Available data: Begin

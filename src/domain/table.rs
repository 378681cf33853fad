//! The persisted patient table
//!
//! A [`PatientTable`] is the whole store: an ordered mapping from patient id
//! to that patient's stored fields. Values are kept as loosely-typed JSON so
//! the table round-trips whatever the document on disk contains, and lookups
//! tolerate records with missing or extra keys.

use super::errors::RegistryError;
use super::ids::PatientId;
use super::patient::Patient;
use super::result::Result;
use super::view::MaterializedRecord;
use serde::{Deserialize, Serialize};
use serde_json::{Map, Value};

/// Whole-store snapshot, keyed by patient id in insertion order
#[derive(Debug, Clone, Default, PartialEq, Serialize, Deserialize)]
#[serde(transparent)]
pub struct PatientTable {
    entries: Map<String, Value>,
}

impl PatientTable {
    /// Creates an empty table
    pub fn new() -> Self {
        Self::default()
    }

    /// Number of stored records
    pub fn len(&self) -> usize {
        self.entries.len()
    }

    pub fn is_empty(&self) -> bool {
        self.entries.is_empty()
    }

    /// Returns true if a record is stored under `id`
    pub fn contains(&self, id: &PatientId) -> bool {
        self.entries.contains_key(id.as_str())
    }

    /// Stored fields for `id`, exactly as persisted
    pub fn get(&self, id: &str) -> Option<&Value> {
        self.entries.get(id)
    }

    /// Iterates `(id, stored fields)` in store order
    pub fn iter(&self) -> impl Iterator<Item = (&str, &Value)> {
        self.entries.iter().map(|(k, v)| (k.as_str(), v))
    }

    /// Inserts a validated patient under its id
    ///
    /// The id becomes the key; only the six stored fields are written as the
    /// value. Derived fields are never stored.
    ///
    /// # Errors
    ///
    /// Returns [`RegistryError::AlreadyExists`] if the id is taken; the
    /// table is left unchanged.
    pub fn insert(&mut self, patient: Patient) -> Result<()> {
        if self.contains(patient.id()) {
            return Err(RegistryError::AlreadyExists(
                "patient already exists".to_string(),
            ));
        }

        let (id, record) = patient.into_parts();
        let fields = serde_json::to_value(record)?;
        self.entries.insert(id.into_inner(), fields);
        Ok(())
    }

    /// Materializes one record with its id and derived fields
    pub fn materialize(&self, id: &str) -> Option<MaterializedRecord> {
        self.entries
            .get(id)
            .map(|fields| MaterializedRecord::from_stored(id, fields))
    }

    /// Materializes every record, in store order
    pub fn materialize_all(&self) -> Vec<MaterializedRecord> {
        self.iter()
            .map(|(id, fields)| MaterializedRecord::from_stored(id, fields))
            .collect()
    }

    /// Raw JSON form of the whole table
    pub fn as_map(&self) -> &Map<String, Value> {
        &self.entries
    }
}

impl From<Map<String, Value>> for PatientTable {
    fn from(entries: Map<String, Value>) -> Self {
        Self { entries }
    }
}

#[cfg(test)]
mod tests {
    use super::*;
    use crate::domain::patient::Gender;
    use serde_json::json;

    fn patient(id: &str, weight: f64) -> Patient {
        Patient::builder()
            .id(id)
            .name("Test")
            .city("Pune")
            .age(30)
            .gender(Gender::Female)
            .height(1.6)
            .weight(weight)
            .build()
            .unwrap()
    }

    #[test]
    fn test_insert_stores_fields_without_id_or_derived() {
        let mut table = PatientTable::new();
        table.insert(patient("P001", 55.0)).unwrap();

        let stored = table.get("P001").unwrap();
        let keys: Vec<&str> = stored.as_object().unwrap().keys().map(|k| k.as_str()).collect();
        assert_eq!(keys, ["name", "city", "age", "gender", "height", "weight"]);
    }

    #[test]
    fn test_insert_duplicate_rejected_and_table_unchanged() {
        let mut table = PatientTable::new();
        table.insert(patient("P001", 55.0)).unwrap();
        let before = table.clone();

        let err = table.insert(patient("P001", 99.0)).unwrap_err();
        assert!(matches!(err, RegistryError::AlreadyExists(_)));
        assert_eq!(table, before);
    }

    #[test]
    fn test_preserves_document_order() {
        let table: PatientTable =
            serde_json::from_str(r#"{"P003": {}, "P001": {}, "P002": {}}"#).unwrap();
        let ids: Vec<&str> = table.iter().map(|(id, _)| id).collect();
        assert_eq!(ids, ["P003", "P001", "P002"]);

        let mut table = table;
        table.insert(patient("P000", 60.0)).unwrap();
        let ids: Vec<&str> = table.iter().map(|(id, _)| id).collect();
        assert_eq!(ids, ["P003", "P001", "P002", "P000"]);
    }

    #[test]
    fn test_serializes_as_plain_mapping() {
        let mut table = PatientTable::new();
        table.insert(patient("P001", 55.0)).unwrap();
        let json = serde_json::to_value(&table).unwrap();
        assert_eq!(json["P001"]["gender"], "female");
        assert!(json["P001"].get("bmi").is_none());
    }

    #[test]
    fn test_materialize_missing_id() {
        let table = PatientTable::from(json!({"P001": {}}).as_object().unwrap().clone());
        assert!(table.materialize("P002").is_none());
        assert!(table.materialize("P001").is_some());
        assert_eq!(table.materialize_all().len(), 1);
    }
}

Available data: End

What is required: Within the entries above, work out how many lines contain the word "persisted". The number alone is the answer.

Expected answer: 2